The data is fed through this machine learning stack, which is trained via a diverse set of ML algorithms. No single algorithm is going to provide the kind of actionable insight for these kinds of networks or traffic, and diversity in the models used is as important as the data set.
From the customer perspective, network data is gathered in DNA-C, aggregated via the Network Data Platform (NDP), anonymized, encrypted, and then sent to the Cisco AI Network Analytics AWS instance, where it joins with the existing customer data, adding to the larger collective data lake. The data is modeled and trained, and a predictive baseline is generated, and then fed back to the customer DNA-C. Here it is decrypted, de-anonymized, and presented back to the customer with relevant identifiable information.? This baseline becomes more accurate and more defined as more data is passed through the platform.
Cognitive Issue Detection and Analysis
Currently, the Cisco AI Network Analytics platform is first looking at wireless networks, which can be very challenging to troubleshoot by their very nature. Eventually, other technologies will be incorporated, including routing, switching, SD-WAN, etc. Wireless networks are complex, and it becomes difficult to identify issues or the root cause of many issues because of that complexity, and due to the fact that the physical layer is the air. Problems reported by users are often difficult to replicate, and there can be a real lack of quantifiable data showing exactly what the user experience is like. There may be little or no noise, no interference, and a reasonable number of clients on an access point, but complaints of poor application performance, or throughput are still heard. How does this look from within DNA-C Assurance, and the Cisco AI Network Analytics platform?
Once a baseline is established, and what is “normal” for the network is defined, the platform can then begin to find anomalies, and identify the root cause. In wireless, these anomalies can be problems with client onboarding, DHCP, AAA, or throughput, as examples.

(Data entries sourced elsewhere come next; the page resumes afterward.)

fn remove_part(database: &mut Database, key: &str, node: NodeId, from: RemoveFrom) {
    let record = database.record_mut(key).expect("record checked by caller");
    match from {
        RemoveFrom::Family => {
            let mut parts = split_family(record);
            parts.husbands.retain(|&id| id != node);
            parts.wives.retain(|&id| id != node);
            parts.children.retain(|&id| id != node);
            parts.refns.retain(|&id| id != node);
            parts.rest.retain(|&id| id != node);
            join_family(record, parts);
        }
        RemoveFrom::Person => {
            let mut parts = split_person(record);
            parts.names.retain(|&id| id != node);
            parts.refns.retain(|&id| id != node);
            parts.body.retain(|&id| id != node);
            parts.famcs.retain(|&id| id != node);
            parts.famss.retain(|&id| id != node);
            if parts.sex == Some(node) {
                parts.sex = None;
            }
            join_person(record, parts);
        }
    }
}

fn require_kind<'a>(
    database: &'a Database,
    key: &str,
    kind: RecordKind,
) -> Result<&'a Record, GedbaseError> {
    database
        .record(key)
        .filter(|record| record.kind() == kind)
        .ok_or_else(|| GedbaseError::Edit(format!("{key} is not a {kind:?} record in the database")))
}

/// Ensures a person carries exactly one SEX line valued M, F or U: an
/// invalid value is rewritten to `U` and a missing line is added as `U`.
/// Returns true when the record was changed. The record is normalized as a
/// side effect.
pub fn patch_sex(person: &mut Record) -> bool {
    if person.kind() != RecordKind::Person {
        return false;
    }
    let mut parts = split_person(person);
    let mut changed = false;
    match parts.sex {
        Some(sex) => {
            let invalid = !person.value(sex).is_some_and(valid_sex_value);
            if invalid {
                person.set_value(sex, Some("U".to_string()));
                changed = true;
            }
        }
        None => {
            parts.sex = Some(person.alloc(None, "SEX", Some("U")));
            changed = true;
        }
    }
    join_person(person, parts);
    changed
}

/// Patches the SEX line of every person in a record list, as loaded from a
/// file. Returns how many records were changed.
pub fn patch_sex_records(records: &mut [Record]) -> usize {
    let mut changed = 0;
    for record in records.iter_mut() {
        if record.kind() == RecordKind::Person && patch_sex(record) {
            changed += 1;
        }
    }
    changed
}

/// Remints every record key: each keyed record gets a fresh random key and
/// every key-valued field is rewritten through the same bijection. Returns
/// the old-to-new key mapping.
///
/// # Errors
///
/// Fails when a fresh key cannot be generated.
pub fn remint_record_keys(
    records: &mut [Record],
    generator: &mut KeyGenerator,
) -> Result<HashMap<String, String>, GedbaseError> {
    let mut used: HashSet<String> = records
        .iter()
        .filter_map(|record| record.key().map(str::to_string))
        .collect();
    let mut mapping: HashMap<String, String> = HashMap::new();
    for record in records.iter() {
        let Some(old) = record.key() else {
            continue;
        };
        let fresh = generator.generate(record.kind(), |candidate| used.contains(candidate))?;
        used.insert(fresh.clone());
        mapping.insert(old.to_string(), fresh);
    }

    for record in records.iter_mut() {
        if let Some(old) = record.key() {
            let fresh = mapping[old].clone();
            record.set_key(Some(fresh));
        }
        let nodes: Vec<NodeId> = record.traverse().collect();
        for node in nodes {
            let Some(value) = record.value(node) else {
                continue;
            };
            if is_key(value) {
                if let Some(fresh) = mapping.get(value) {
                    let fresh = fresh.clone();
                    record.set_value(node, Some(fresh));
                }
            }
        }
    }
    Ok(mapping)
}
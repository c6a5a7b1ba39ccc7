//! List builtins.
//!
//! Lists are shared containers with queue discipline on the ends: `push`
//! appends, `pop` removes the head, `requeue` puts an element back at the
//! head, and `dequeue` takes from the tail. `getel`/`setel` use 1-based
//! positions.

use crate::interp::builtins::{arg_ident, arg_int, arg_list, arg_value, type_error};
use crate::interp::context::Context;
use crate::interp::pnode::PNode;
use crate::interp::pvalue::PValue;
use crate::interp::ScriptError;

/// usage: list(IDENT) -> VOID
pub fn list(ctx: &mut Context, call: &PNode, args: &[PNode]) -> Result<PValue, ScriptError> {
    let ident = arg_ident(call, args, 0)?.to_string();
    ctx.assign(&ident, PValue::new_list());
    Ok(PValue::Null)
}

/// usage: push(LIST, ANY) -> VOID
pub fn push(ctx: &mut Context, call: &PNode, args: &[PNode]) -> Result<PValue, ScriptError> {
    let list = arg_list(ctx, call, args, 0)?;
    let value = arg_value(ctx, call, args, 1)?;
    list.borrow_mut().push(value);
    Ok(PValue::Null)
}

/// usage: pop(LIST) -> ANY
pub fn pop(ctx: &mut Context, call: &PNode, args: &[PNode]) -> Result<PValue, ScriptError> {
    let list = arg_list(ctx, call, args, 0)?;
    let mut borrowed = list.borrow_mut();
    if borrowed.is_empty() {
        return Ok(PValue::Null);
    }
    Ok(borrowed.remove(0))
}

/// usage: requeue(LIST, ANY) -> VOID
pub fn requeue(ctx: &mut Context, call: &PNode, args: &[PNode]) -> Result<PValue, ScriptError> {
    let list = arg_list(ctx, call, args, 0)?;
    let value = arg_value(ctx, call, args, 1)?;
    list.borrow_mut().insert(0, value);
    Ok(PValue::Null)
}

/// usage: dequeue(LIST) -> ANY
pub fn dequeue(ctx: &mut Context, call: &PNode, args: &[PNode]) -> Result<PValue, ScriptError> {
    let list = arg_list(ctx, call, args, 0)?;
    let value = list.borrow_mut().pop().unwrap_or(PValue::Null);
    Ok(value)
}

/// usage: getel(LIST, INT) -> ANY, 1-based
pub fn getel(ctx: &mut Context, call: &PNode, args: &[PNode]) -> Result<PValue, ScriptError> {
    let list = arg_list(ctx, call, args, 0)?;
    let index = arg_int(ctx, call, args, 1)?;
    let borrowed = list.borrow();
    if index < 1 || index as usize > borrowed.len() {
        return Ok(PValue::Null);
    }
    Ok(borrowed[index as usize - 1].clone())
}

/// usage: setel(LIST, INT, ANY) -> VOID, 1-based
pub fn setel(ctx: &mut Context, call: &PNode, args: &[PNode]) -> Result<PValue, ScriptError> {
    let list = arg_list(ctx, call, args, 0)?;
    let index = arg_int(ctx, call, args, 1)?;
    let value = arg_value(ctx, call, args, 2)?;
    let mut borrowed = list.borrow_mut();
    if index < 1 {
        return Err(ScriptError::at(call, "setel position must be positive"));
    }
    let index = index as usize;
    if index > borrowed.len() {
        borrowed.resize(index, PValue::Null);
    }
    borrowed[index - 1] = value;
    Ok(PValue::Null)
}

/// usage: length(LIST) -> INT
pub fn length(ctx: &mut Context, call: &PNode, args: &[PNode]) -> Result<PValue, ScriptError> {
    match arg_value(ctx, call, args, 0)? {
        PValue::List(list) => Ok(PValue::Int(list.borrow().len() as i64)),
        PValue::Table(table) => Ok(PValue::Int(table.borrow().len() as i64)),
        _ => Err(type_error(call, 0, "list")),
    }
}

/// usage: empty(LIST) -> BOOL
pub fn empty(ctx: &mut Context, call: &PNode, args: &[PNode]) -> Result<PValue, ScriptError> {
    let list = arg_list(ctx, call, args, 0)?;
    let is_empty = list.borrow().is_empty();
    Ok(PValue::Bool(is_empty))
}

From within DNA-C Assurance, the Issues Dashboard now highlights issues into a new category – “AI Driven.” These are prioritized events that have been identified by the platform based on the analyzed data and what has been determined to be normal for the network. One key element here is taking a potentially large volume of anomalies and filtering them down to a small number of relevant, actionable items for the network operator/administrator.
Drilling down into these issues, DNA-C now presents detailed information about the problem, along with images of the anomaly as it pertains to the expected baseline. From here, a Root Cause Analysis is also available, and finally Suggested Actions for remediation.

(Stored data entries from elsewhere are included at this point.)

//! The forest builder.
//!
//! Turns the flat list of lexed lines into record trees. A small state
//! machine tracks level transitions; on an illegal level it closes the
//! current record, logs the problem, and skips forward to the next level-0
//! line, so a single pass yields every well-formed record plus the complete
//! error set.

use crate::errlog::{Diagnostic, DiagnosticKind, ErrorLog};
use crate::lexer::{lex_string, FlatLine};
use crate::node::{NodeId, Record};

enum State {
    Initial,
    Main,
    Error,
}

/// Builds the forest of record trees from lexed lines.
///
/// Errors are logged and building continues with the next level-0 line.
#[must_use]
pub fn build_forest(lines: &[FlatLine], file: &str, log: &mut ErrorLog) -> Vec<Record> {
    let mut roots: Vec<Record> = Vec::new();
    let mut state = State::Initial;
    let mut current: Option<Record> = None;
    let mut prev: Option<NodeId> = None;
    let mut prev_level: u32 = 0;

    for line in lines {
        match state {
            State::Initial => {
                if line.level == 0 {
                    current = Some(new_record(line));
                    prev = current.as_ref().map(Record::root);
                    prev_level = 0;
                    state = State::Main;
                } else {
                    log.add(Diagnostic::new(
                        DiagnosticKind::Syntax,
                        file,
                        line.line_no,
                        "Illegal line level.",
                    ));
                    state = State::Error;
                }
            }
            State::Main => {
                if line.level == 0 {
                    if let Some(record) = current.take() {
                        roots.push(record);
                    }
                    current = Some(new_record(line));
                    prev = current.as_ref().map(Record::root);
                    prev_level = 0;
                    continue;
                }
                let record = current.as_mut().expect("a record is open in main state");
                let previous = prev.expect("a previous node exists in main state");
                let attach_under = if line.level == prev_level {
                    record.parent_of(previous)
                } else if line.level == prev_level + 1 {
                    Some(previous)
                } else if line.level < prev_level {
                    let mut ancestor = Some(previous);
                    for _ in 0..(prev_level - line.level) {
                        ancestor = ancestor.and_then(|id| record.parent_of(id));
                    }
                    ancestor.and_then(|id| record.parent_of(id))
                } else {
                    None
                };
                match attach_under {
                    Some(parent) => {
                        let node =
                            record.alloc(line.key.as_deref(), &line.tag, line.value.as_deref());
                        record.append_child(parent, node);
                        prev = Some(node);
                        prev_level = line.level;
                    }
                    None => {
                        log.add(Diagnostic::new(
                            DiagnosticKind::Syntax,
                            file,
                            line.line_no,
                            "Illegal level number.",
                        ));
                        if let Some(record) = current.take() {
                            roots.push(record);
                        }
                        state = State::Error;
                    }
                }
            }
            State::Error => {
                if line.level == 0 {
                    current = Some(new_record(line));
                    prev = current.as_ref().map(Record::root);
                    prev_level = 0;
                    state = State::Main;
                }
            }
        }
    }

    if let Some(record) = current.take() {
        roots.push(record);
    }
    roots
}

/// Parses GEDCOM text into a forest of records, collecting errors.
#[must_use]
pub fn records_from_string(source: &str, file: &str, log: &mut ErrorLog) -> Vec<Record> {
    let lines = lex_string(source, file, log);
    build_forest(&lines, file, log)
}

/// Parses GEDCOM text that holds exactly one record.
///
/// Returns `None`, with the problems logged, when the text does not lex and
/// build into a single record.
#[must_use]
pub fn record_from_string(source: &str, log: &mut ErrorLog) -> Option<Record> {
    let before = log.len();
    let mut records = records_from_string(source, "string", log);
    if log.len() != before || records.len() != 1 {
        return None;
    }
    records.pop()
}

fn new_record(line: &FlatLine) -> Record {
    let mut record = Record::new(line.key.as_deref(), &line.tag, line.value.as_deref());
    record.set_line(line.line_no);
    record
}

#[cfg(test)]
mod tests {
    use super::*;

    fn forest(source: &str) -> (Vec<Record>, ErrorLog) {
        let mut log = ErrorLog::new();
        let records = records_from_string(source, "test.ged", &mut log);
        (records, log)
    }

    #[test]
    fn test_single_record_with_nested_levels() {
        let (records, log) = forest("0 @I1@ INDI\n1 BIRT\n2 DATE 1900\n1 SEX M\n");
        assert!(log.is_empty());
        assert_eq!(records.len(), 1);

        let rec = &records[0];
        let tags: Vec<&str> = rec.traverse().map(|id| rec.tag(id)).collect();
        assert_eq!(tags, ["INDI", "BIRT", "DATE", "SEX"]);
        assert_eq!(rec.key(), Some("@I1@"));
        assert_eq!(rec.line(), 1);
    }

    #[test]
    fn test_multiple_records() {
        let (records, log) = forest("0 HEAD\n0 @I1@ INDI\n1 NAME A\n0 TRLR\n");
        assert!(log.is_empty());
        assert_eq!(records.len(), 3);
        assert_eq!(records[1].key(), Some("@I1@"));
        assert_eq!(records[2].line(), 4);
    }

    #[test]
    fn test_level_drop_attaches_to_ancestor() {
        let (records, log) = forest("0 @I1@ INDI\n1 BIRT\n2 DATE 1900\n2 PLAC Here\n1 DEAT\n");
        assert!(log.is_empty());
        let rec = &records[0];
        let deat = rec.find_child(rec.root(), "DEAT").expect("DEAT is a root child");
        assert_eq!(rec.level(deat), 1);
    }

    #[test]
    fn test_first_line_not_level_zero() {
        let (records, log) = forest("1 NAME stray\n0 @I1@ INDI\n");
        assert_eq!(log.len(), 1);
        assert_eq!(records.len(), 1);
        assert_eq!(records[0].key(), Some("@I1@"));
    }

    #[test]
    fn test_level_jump_closes_record_and_recovers() {
        let (records, log) = forest("0 @I1@ INDI\n2 DATE bad jump\n1 NAME lost\n0 @I2@ INDI\n");
        assert_eq!(log.len(), 1);
        // The partial first record is kept, the stray line is skipped, and
        // parsing resumes at the next level-0 line.
        assert_eq!(records.len(), 2);
        assert_eq!(records[0].key(), Some("@I1@"));
        assert_eq!(records[0].count_nodes(), 1);
        assert_eq!(records[1].key(), Some("@I2@"));
    }

    #[test]
    fn test_record_from_string() {
        let mut log = ErrorLog::new();
        let rec = record_from_string("0 @F1@ FAM\n1 HUSB @I1@\n", &mut log).unwrap();
        assert_eq!(rec.key(), Some("@F1@"));
        assert_eq!(rec.count_nodes(), 2);

        assert!(record_from_string("0 HEAD\n0 TRLR\n", &mut log).is_none());
    }
}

Typically, the process for identifying, investigating, troubleshooting, and correcting these kinds of issues would require several hours of work for an administrator. The Cisco AI Network Analytics platform boils this down to a single dashboard, with clean, clear explanations around what has been determined to be causing the issue, and what needs to be done to resolve it.
Closing the Loop
As the development of the Cisco AI Network Analytics platform continues, there may be a future where these problems can be solved by the platform itself. Keeping in mind the previous point that as more Cisco customers adopt DNA-C, more data is fed through the platform, the better the data gets, and the more reliable the issue analysis and root cause identification will become.

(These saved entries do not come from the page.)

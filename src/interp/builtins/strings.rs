//! String builtins.

use crate::interp::builtins::{arg_int, arg_string, arg_value};
use crate::interp::context::Context;
use crate::interp::pnode::PNode;
use crate::interp::pvalue::PValue;
use crate::interp::ScriptError;
use crate::name;

/// usage: concat(STRING, STRING, ...) -> STRING
pub fn concat(ctx: &mut Context, call: &PNode, args: &[PNode]) -> Result<PValue, ScriptError> {
    let mut out = String::new();
    for index in 0..args.len() {
        match arg_value(ctx, call, args, index)? {
            PValue::String(s) => out.push_str(&s),
            PValue::Null => (),
            other => {
                return Err(ScriptError::at(
                    call,
                    format!("concat arguments must be strings, not {}", other.type_name()),
                ))
            }
        }
    }
    Ok(PValue::String(out))
}

/// usage: strcmp(STRING, STRING) -> INT
pub fn strcmp(ctx: &mut Context, call: &PNode, args: &[PNode]) -> Result<PValue, ScriptError> {
    let a = arg_string(ctx, call, args, 0)?;
    let b = arg_string(ctx, call, args, 1)?;
    let result = match a.cmp(&b) {
        std::cmp::Ordering::Less => -1,
        std::cmp::Ordering::Equal => 0,
        std::cmp::Ordering::Greater => 1,
    };
    Ok(PValue::Int(result))
}

/// usage: eqstr(STRING, STRING) -> BOOL
pub fn eqstr(ctx: &mut Context, call: &PNode, args: &[PNode]) -> Result<PValue, ScriptError> {
    let a = arg_string(ctx, call, args, 0)?;
    let b = arg_string(ctx, call, args, 1)?;
    Ok(PValue::Bool(a == b))
}

/// usage: strlen(STRING) -> INT
pub fn strlen(ctx: &mut Context, call: &PNode, args: &[PNode]) -> Result<PValue, ScriptError> {
    let s = arg_string(ctx, call, args, 0)?;
    Ok(PValue::Int(s.chars().count() as i64))
}

/// usage: substring(STRING, INT, INT) -> STRING, 1-based inclusive
pub fn substring(ctx: &mut Context, call: &PNode, args: &[PNode]) -> Result<PValue, ScriptError> {
    let s = arg_string(ctx, call, args, 0)?;
    let start = arg_int(ctx, call, args, 1)?;
    let end = arg_int(ctx, call, args, 2)?;
    if start < 1 || end < start {
        return Ok(PValue::String(String::new()));
    }
    let out: String = s
        .chars()
        .skip(start as usize - 1)
        .take((end - start + 1) as usize)
        .collect();
    Ok(PValue::String(out))
}

/// usage: trim(STRING, INT) -> STRING, the first n characters
pub fn trim(ctx: &mut Context, call: &PNode, args: &[PNode]) -> Result<PValue, ScriptError> {
    let s = arg_string(ctx, call, args, 0)?;
    let n = arg_int(ctx, call, args, 1)?.max(0) as usize;
    Ok(PValue::String(s.chars().take(n).collect()))
}

/// usage: rjustify(STRING, INT) -> STRING, right-justified in n columns
pub fn rjustify(ctx: &mut Context, call: &PNode, args: &[PNode]) -> Result<PValue, ScriptError> {
    let s = arg_string(ctx, call, args, 0)?;
    let width = arg_int(ctx, call, args, 1)?.max(0) as usize;
    let length = s.chars().count();
    if length >= width {
        return Ok(PValue::String(s.chars().take(width).collect()));
    }
    let mut out = " ".repeat(width - length);
    out.push_str(&s);
    Ok(PValue::String(out))
}

/// usage: upper(STRING) -> STRING
pub fn upper(ctx: &mut Context, call: &PNode, args: &[PNode]) -> Result<PValue, ScriptError> {
    let s = arg_string(ctx, call, args, 0)?;
    Ok(PValue::String(s.to_uppercase()))
}

/// usage: lower(STRING) -> STRING
pub fn lower(ctx: &mut Context, call: &PNode, args: &[PNode]) -> Result<PValue, ScriptError> {
    let s = arg_string(ctx, call, args, 0)?;
    Ok(PValue::String(s.to_lowercase()))
}

/// usage: capitalize(STRING) -> STRING
pub fn capitalize(ctx: &mut Context, call: &PNode, args: &[PNode]) -> Result<PValue, ScriptError> {
    let s = arg_string(ctx, call, args, 0)?;
    let mut chars = s.chars();
    let out = match chars.next() {
        Some(first) => first.to_uppercase().collect::<String>() + chars.as_str(),
        None => String::new(),
    };
    Ok(PValue::String(out))
}

/// usage: d(INT) -> STRING, decimal rendering
pub fn d(ctx: &mut Context, call: &PNode, args: &[PNode]) -> Result<PValue, ScriptError> {
    let value = arg_int(ctx, call, args, 0)?;
    Ok(PValue::String(value.to_string()))
}

/// usage: strsoundex(STRING) -> STRING, the Soundex code of a surname
pub fn strsoundex(ctx: &mut Context, call: &PNode, args: &[PNode]) -> Result<PValue, ScriptError> {
    let s = arg_string(ctx, call, args, 0)?;
    Ok(PValue::String(name::soundex(&s)))
}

In many cases the end goal of AI or ML-driven solutions is to drive automation and what are often coined as “self-healing networks,” or closed loop systems that don’t require a network administrator to get involved with the solution. Once it is identified, the system is able to make the necessary changes to solve the issue.
The exponential growth and development of AI and ML over the past several years has provided some exciting opportunities to improve any number of technologies, networks included. The Cisco AI Network Analytics platform is one example that is ready and able to be put into practical use for Cisco customers.